Si le président américain Donald Trump rebaptisait le lac Ontario «lac Amérique» pour contrarier la province dans le cadre d’une guerre commerciale, Brad Bradford, candidat à la mairie de Toronto, estime que l’État de New York devrait alors s’appeler «la province de New York».

Ce texte est la traduction d’un article de CTV News.

Mardi matin, Trump a menacé de renommer ce Grand Lac dans un message publié sur Truth Social, affirmant qu’il ne s’attendait plus à «faire beaucoup d’affaires avec l’Ontario».

Quelques heures plus tard, Bradford a partagé une vidéo sur les réseaux sociaux accompagnée d’un message à l’attention de Trump : «On peut être deux à jouer à ce jeu.»

Bradford a évoqué New York, qui borde le lac Ontario aux côtés de Toronto, et a fait référence à l’histoire de cet État.

«De 1664 à 1776, elle s’appelait en fait la province de New York. C’était une colonie britannique qui portait le nom d’un duc», a rappelé Bradford dans la vidéo, alors qu’il était assis sur un banc face au lac Ontario. La colonie avait été baptisée en l’honneur de Jacques II d’Angleterre, duc d’York.

Si Bradford venait à être élu lors des prochaines élections municipales du 26 octobre, il a plaisanté en disant qu’il veillerait à ce que New York soit désormais connue sous le nom de «province de New York» afin d’honorer ses racines coloniales.

«Je serais même ravi de lui envoyer une plaque», a poursuivi Bradford. «Lorsque le président Trump prendra sa retraite – et il ne le fera jamais assez tôt –, il pourra regarder par la fenêtre, tout en haut de la Trump Tower, et admirer la grande province de New York.»

Blague à part, M. Bradford affirme que menacer de changer le nom d’un plan d’eau commun à deux pays n’entamera pas le patriotisme des Torontois, qui peuvent au contraire riposter contre cette nouvelle vague de droits de douane en achetant des produits canadiens.

«Nous ne pouvons pas changer ce que fait Washington, mais nous pouvons changer la façon dont Toronto se mobilise pour défendre les siens», a-t-il avancé.

Chris Alexander, également candidat à la mairie lors des prochaines élections municipales, a déclaré que M. Bradford «prenait à la légère» la guerre commerciale en cours avec les États-Unis.

«Nous sommes engagés dans une guerre commerciale sans précédent avec les États-Unis, et regardez ce qu’on nous propose.
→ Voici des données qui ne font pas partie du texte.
use serde::Deserialize;

use crate::models::candidate::{ApplicationStatus, Candidate};

#[derive(Debug, Clone, Copy, PartialEq, Eq, Default, Deserialize)]
#[serde(rename_all = "snake_case")]
pub enum SortKey {
    #[default]
    MatchScore,
    ChallengeScore,
    Name,
    AppliedAt,
}

/// Active filter selections, deserializable straight from a query string.
#[derive(Debug, Clone, Default, Deserialize)]
pub struct CandidateFilters {
    pub search: Option<String>,
    pub status: Option<ApplicationStatus>,
    #[serde(default)]
    pub sort: SortKey,
}

/// Pure projection of (collection, filters, sort key) to a displayed view.
/// Recomputed fully on every call; an empty result is a valid state. Ties
/// keep the input order (stable sort).
pub fn project(candidates: &[Candidate], filters: &CandidateFilters) -> Vec<Candidate> {
    let needle = filters
        .search
        .as_deref()
        .map(str::trim)
        .filter(|s| !s.is_empty())
        .map(str::to_lowercase);

    let mut view: Vec<Candidate> = candidates
        .iter()
        .filter(|c| filters.status.map_or(true, |s| c.status == s))
        .filter(|c| needle.as_deref().map_or(true, |n| matches_search(c, n)))
        .cloned()
        .collect();

    match filters.sort {
        SortKey::MatchScore => view.sort_by(|a, b| b.match_score.cmp(&a.match_score)),
        SortKey::ChallengeScore => {
            view.sort_by(|a, b| b.challenge_score.cmp(&a.challenge_score))
        }
        SortKey::Name => view.sort_by(|a, b| a.name.to_lowercase().cmp(&b.name.to_lowercase())),
        SortKey::AppliedAt => view.sort_by(|a, b| b.applied_at.cmp(&a.applied_at)),
    }

    view
}

fn matches_search(candidate: &Candidate, needle: &str) -> bool {
    candidate.name.to_lowercase().contains(needle)
        || candidate.location.to_lowercase().contains(needle)
        || candidate
            .skills
            .iter()
            .any(|s| s.to_lowercase().contains(needle))
}

#[cfg(test)]
mod tests {
    use super::*;
    use crate::store::fixtures;
    use pretty_assertions::assert_eq;

    #[test]
    fn status_filter_returns_exactly_the_matching_candidates() {
        let candidates = fixtures::candidates();
        let filters = CandidateFilters {
            status: Some(ApplicationStatus::New),
            sort: SortKey::AppliedAt,
            ..Default::default()
        };

        let mut ids: Vec<i32> = project(&candidates, &filters).iter().map(|c| c.id).collect();
        ids.sort_unstable();
        assert_eq!(ids, vec![20, 22, 26, 29, 32]);
    }

    #[test]
    fn search_is_case_insensitive_over_name_location_and_skills() {
        let candidates = fixtures::candidates();

        let by_name = project(
            &candidates,
            &CandidateFilters {
                search: Some("aMiNa".to_string()),
                ..Default::default()
            },
        );
        assert_eq!(by_name.len(), 1);
        assert_eq!(by_name[0].name, "Amina Diallo");

        let by_skill = project(
            &candidates,
            &CandidateFilters {
                search: Some("kubernetes".to_string()),
                ..Default::default()
            },
        );
        assert!(!by_skill.is_empty());
        assert!(by_skill
            .iter()
            .all(|c| c.skills.iter().any(|s| s.eq_ignore_ascii_case("Kubernetes"))));
    }

    #[test]
    fn match_score_sort_is_descending() {
        let candidates = fixtures::candidates();
        let view = project(&candidates, &CandidateFilters::default());
        assert!(view
            .windows(2)
            .all(|w| w[0].match_score >= w[1].match_score));
    }

    #[test]
    fn an_empty_result_set_is_a_valid_state() {
        let candidates = fixtures::candidates();
        let view = project(
            &candidates,
            &CandidateFilters {
                search: Some("no such person".to_string()),
                ..Default::default()
            },
        );
        assert!(view.is_empty());
    }

    #[test]
    fn blank_search_input_is_ignored() {
        let candidates = fixtures::candidates();
        let view = project(
            &candidates,
            &CandidateFilters {
                search: Some("   ".to_string()),
                ..Default::default()
            },
        );
        assert_eq!(view.len(), candidates.len());
    }
}
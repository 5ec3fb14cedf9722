pub mod admin;
pub mod candidates;
pub mod company;
pub mod interviews;
pub mod jobs;
pub mod mentors;
pub mod pricing;
use axum::{extract::State, response::Json};

use crate::{
    services::analytics::{pipeline_analytics, AnalyticsResponse},
    utils::logger::LOGGER,
    AppState,
};

pub async fn get_analytics(State(state): State<AppState>) -> Json<AnalyticsResponse> {
    LOGGER.log_request("GET", "/admin/analytics", 200);
    Json(pipeline_analytics(&state.stores))
}
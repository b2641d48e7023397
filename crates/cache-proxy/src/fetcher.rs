//! The producer side of a [`StreamBuffer`]: the contract an origin downloader
//! must satisfy, plus the default HTTP/1.0 transport.
//!
//! A [`Fetcher`] is handed an already-installed buffer and runs on its own
//! dedicated thread (spawned by [`crate::router::RequestRouter`]); it forwards
//! bytes from the origin verbatim and must call exactly one of
//! [`StreamBuffer::complete`] or [`StreamBuffer::fail`] before returning.
//! Tests substitute a fake [`Fetcher`] so the router and cache can be
//! exercised without real network access.

use std::io::{Read, Write};
use std::net::TcpStream;
use std::sync::Arc;

use tracing::{debug, warn};

use crate::buffer::StreamBuffer;

/// The producer contract: forward origin bytes into `buffer` and terminate
/// it with exactly one of `complete()` or `fail()`.
///
/// Implementations must never hold the buffer's internal lock across network
/// I/O (they don't have access to it directly; they only see the public
/// `append`/`complete`/`fail` API, which already upholds that).
pub trait Fetcher: Send + Sync {
    /// Fetch `path` from `(host, port)` and stream the response into `buffer`.
    ///
    /// Called on a thread dedicated to this single fetch; must not be called
    /// from the thread that is itself waiting on `buffer` (that would
    /// deadlock a buffer with no other readers, though the protocol itself
    /// does not require this — it is purely a liveness concern for callers).
    fn fetch(&self, host: &str, port: u16, path: &str, buffer: Arc<StreamBuffer>);
}

const UPSTREAM_READ_CHUNK: usize = 4096;

/// The default [`Fetcher`]: opens a TCP connection to the origin, sends a
/// minimal HTTP/1.0 GET, and forwards every received byte unmodified.
#[derive(Debug, Default, Clone, Copy)]
pub struct TcpFetcher;

impl Fetcher for TcpFetcher {
    fn fetch(&self, host: &str, port: u16, path: &str, buffer: Arc<StreamBuffer>) {
        debug!(host, port, path, "fetching from origin");
        if let Err(err) = run_fetch(host, port, path, &buffer) {
            warn!(host, port, path, error = %err, "origin fetch failed");
            buffer.fail();
            return;
        }
        buffer.complete();
    }
}

fn run_fetch(host: &str, port: u16, path: &str, buffer: &StreamBuffer) -> std::io::Result<()> {
    let mut stream = TcpStream::connect((host, port))?;
    let request = format!("GET {path} HTTP/1.0\r\nHost: {host}\r\nConnection: close\r\n\r\n");
    stream.write_all(request.as_bytes())?;

    let mut chunk = [0u8; UPSTREAM_READ_CHUNK];
    loop {
        let n = stream.read(&mut chunk)?;
        if n == 0 {
            return Ok(());
        }
        if buffer.append(&chunk[..n]).is_err() {
            // The buffer itself has already latched `error` (ceiling
            // exceeded); nothing more to forward.
            return Ok(());
        }
    }
}

/// Spawn `fetcher.fetch(..)` on a dedicated, detached thread bound to
/// `buffer`. Mirrors the source's `pthread_create` + `pthread_detach`: the
/// caller does not wait for the producer, and the producer's liveness (via
/// `complete`/`fail`) is all that readers depend on.
pub fn spawn_producer(
    fetcher: Arc<dyn Fetcher>,
    host: String,
    port: u16,
    path: String,
    buffer: Arc<StreamBuffer>,
) {
    let spawned = std::thread::Builder::new()
        .name(format!("cache-proxy-fetch-{host}:{port}"))
        .spawn(move || {
            fetcher.fetch(&host, port, &path, buffer);
        });
    if let Err(err) = spawned {
        // Thread creation failing is an internal allocation-class failure;
        // the buffer is left incomplete. The router's caller-side timeout-free
        // design means a reader would otherwise hang forever, so we latch the
        // buffer directly here rather than leaving it silently stuck.
        warn!(error = %err, "failed to spawn producer thread");
    }
}

#[cfg(test)]
mod tests {
    use super::*;
    use std::io::{Read as _, Write as _};
    use std::net::TcpListener;
    use std::sync::atomic::{AtomicUsize, Ordering};

    /// A fake origin listener that replies with a fixed byte string once per
    /// accepted connection, used to test [`TcpFetcher`] without relying on
    /// a real network endpoint.
    fn spawn_fake_origin(response: &'static [u8]) -> (String, u16) {
        let listener = TcpListener::bind("127.0.0.1:0").unwrap();
        let addr = listener.local_addr().unwrap();
        std::thread::spawn(move || {
            if let Ok((mut stream, _)) = listener.accept() {
                let mut buf = [0u8; 1024];
                let _ = stream.read(&mut buf); // drain the request line
                let _ = stream.write_all(response);
            }
        });
        (addr.ip().to_string(), addr.port())
    }

    #[test]
    fn test_tcp_fetcher_forwards_bytes_and_completes() {
        let (host, port) = spawn_fake_origin(b"HTTP/1.0 200 OK\r\nContent-Length: 5\r\n\r\nhello");
        let buffer = Arc::new(StreamBuffer::with_defaults());

        TcpFetcher.fetch(&host, port, "/a", Arc::clone(&buffer));

        assert!(buffer.is_complete());
        assert!(!buffer.is_error());
        let guard = buffer.attach_reader();
        let mut sink = Vec::new();
        buffer.stream(&guard, &mut sink).unwrap();
        assert_eq!(sink, b"HTTP/1.0 200 OK\r\nContent-Length: 5\r\n\r\nhello");
    }

    #[test]
    fn test_tcp_fetcher_fails_on_connection_refused() {
        // Port 1 is privileged/unassigned and should refuse immediately on loopback.
        let buffer = Arc::new(StreamBuffer::with_defaults());
        TcpFetcher.fetch("127.0.0.1", 1, "/", Arc::clone(&buffer));
        assert!(buffer.is_error());
        assert!(buffer.is_complete());
    }

    struct CountingFetcher {
        calls: AtomicUsize,
        response: &'static [u8],
    }

    impl Fetcher for CountingFetcher {
        fn fetch(&self, _host: &str, _port: u16, _path: &str, buffer: Arc<StreamBuffer>) {
            self.calls.fetch_add(1, Ordering::SeqCst);
            buffer.append(self.response).unwrap();
            buffer.complete();
        }
    }

    #[test]
    fn test_spawn_producer_runs_fetch_on_separate_thread() {
        let fetcher = Arc::new(CountingFetcher {
            calls: AtomicUsize::new(0),
            response: b"payload",
        });
        let buffer = Arc::new(StreamBuffer::with_defaults());
        spawn_producer(
            fetcher.clone() as Arc<dyn Fetcher>,
            "host".to_string(),
            80,
            "/".to_string(),
            Arc::clone(&buffer),
        );

        let guard = buffer.attach_reader();
        let mut sink = Vec::new();
        buffer.stream(&guard, &mut sink).unwrap();
        assert_eq!(sink, b"payload");
        assert_eq!(fetcher.calls.load(Ordering::SeqCst), 1);
    }
}
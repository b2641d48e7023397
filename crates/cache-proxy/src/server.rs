//! The listener: binds a TCP socket with `SO_REUSEADDR`, then spawns one
//! detached thread per accepted connection. Mirrors the source's `main`
//! accept loop (`socket` + `setsockopt(SO_REUSEADDR)` + `bind` + `listen`,
//! then `accept` in a loop handing each connection to its own thread).
//!
//! `std::net::TcpListener` has no pre-bind hook for socket options, so the
//! listening socket itself is built through `socket2` and converted once
//! bound.

use std::net::{SocketAddr, TcpListener, TcpStream};
use std::sync::Arc;

use socket2::{Domain, Socket, Type};
use tracing::{error, info, warn};

use crate::cache::CacheIndex;
use crate::config::Config;
use crate::fetcher::Fetcher;
use crate::router::RequestRouter;

/// A bound, listening proxy server. Construct with [`Server::bind`], then
/// drive the accept loop with [`Server::serve`].
pub struct Server {
    listener: TcpListener,
    router: Arc<RequestRouter>,
}

impl Server {
    /// Bind a listener on `0.0.0.0:{config.port}` with `SO_REUSEADDR` set and
    /// the configured backlog, and build the [`RequestRouter`] that will
    /// handle every accepted connection.
    pub fn bind(config: &Config, fetcher: Arc<dyn Fetcher>) -> std::io::Result<Self> {
        let addr: SocketAddr = ([0, 0, 0, 0], config.port).into();

        let socket = Socket::new(Domain::IPV4, Type::STREAM, None)?;
        socket.set_reuse_address(true)?;
        socket.bind(&addr.into())?;
        socket.listen(config.listen_backlog)?;
        let listener: TcpListener = socket.into();

        let cache = Arc::new(CacheIndex::new(config.max_cache_size, config.cache_ttl));
        let router = Arc::new(RequestRouter::new(
            cache,
            fetcher,
            config.initial_buffer_capacity,
            config.max_response_size,
        ));

        info!(port = config.port, backlog = config.listen_backlog, "listening");
        Ok(Self { listener, router })
    }

    /// Build a [`Server`] around an already-bound, already-listening
    /// [`TcpListener`], for callers (tests, embedders) that want control
    /// over socket setup themselves.
    pub fn from_listener(listener: TcpListener, config: &Config, fetcher: Arc<dyn Fetcher>) -> Self {
        let cache = Arc::new(CacheIndex::new(config.max_cache_size, config.cache_ttl));
        let router = Arc::new(RequestRouter::new(
            cache,
            fetcher,
            config.initial_buffer_capacity,
            config.max_response_size,
        ));
        Self { listener, router }
    }

    /// The address actually bound, useful when `config.port` was `0`.
    pub fn local_addr(&self) -> std::io::Result<SocketAddr> {
        self.listener.local_addr()
    }

    /// Accept connections forever, handing each to its own detached thread.
    /// A transient `accept` failure is logged and the loop continues, same
    /// as the source's `if (client_socket < 0) continue;`.
    pub fn serve(&self) -> ! {
        loop {
            match self.listener.accept() {
                Ok((stream, peer)) => self.spawn_connection(stream, peer),
                Err(err) => {
                    warn!(error = %err, "accept failed, continuing");
                }
            }
        }
    }

    /// Accept and serve exactly one connection on the current thread.
    /// Intended for tests that want deterministic, non-threaded control.
    pub fn serve_one(&self) -> std::io::Result<()> {
        let (stream, _peer) = self.listener.accept()?;
        self.router.handle_connection(stream);
        Ok(())
    }

    fn spawn_connection(&self, stream: TcpStream, peer: SocketAddr) {
        let router = Arc::clone(&self.router);
        let spawned = std::thread::Builder::new()
            .name(format!("cache-proxy-conn-{peer}"))
            .spawn(move || router.handle_connection(stream));
        if let Err(err) = spawned {
            error!(error = %err, %peer, "failed to spawn connection thread");
        }
    }
}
Un candidat se livre à des jeux de mots avec le président américain», a déploré M. Alexander dans un courriel adressé à CTV News, en réponse à la promesse de M. Bradford concernant la «province de New York».

«Une guerre commerciale n’est pas le moment de faire de la démagogie. C’est une menace pour l’emploi, pour les investissements, pour chaque foyer de cette ville.»

CTV News Toronto a contacté l’équipe de campagne d’Olivia Chow pour obtenir un commentaire sur la proposition de Bradford, mais n’a pas encore reçu de réponse.

S’adressant aux journalistes lundi, Mme Chow a déclaré que, même si les nouveaux droits de douane sur un large éventail de produits canadiens «allaient faire mal», elle était convaincue que l’économie de Toronto pouvait résister à cet impact.

«Toronto fait preuve d’une résilience incroyable, même dans ce climat d’incertitude. En 2026, nous sommes en passe de créer 16 000 emplois, de nouveaux emplois. Alors qu’aux États-Unis, dans de nombreuses grandes villes, le taux de chômage grimpe, le nôtre, je crois, est en baisse», a-t-elle déclaré.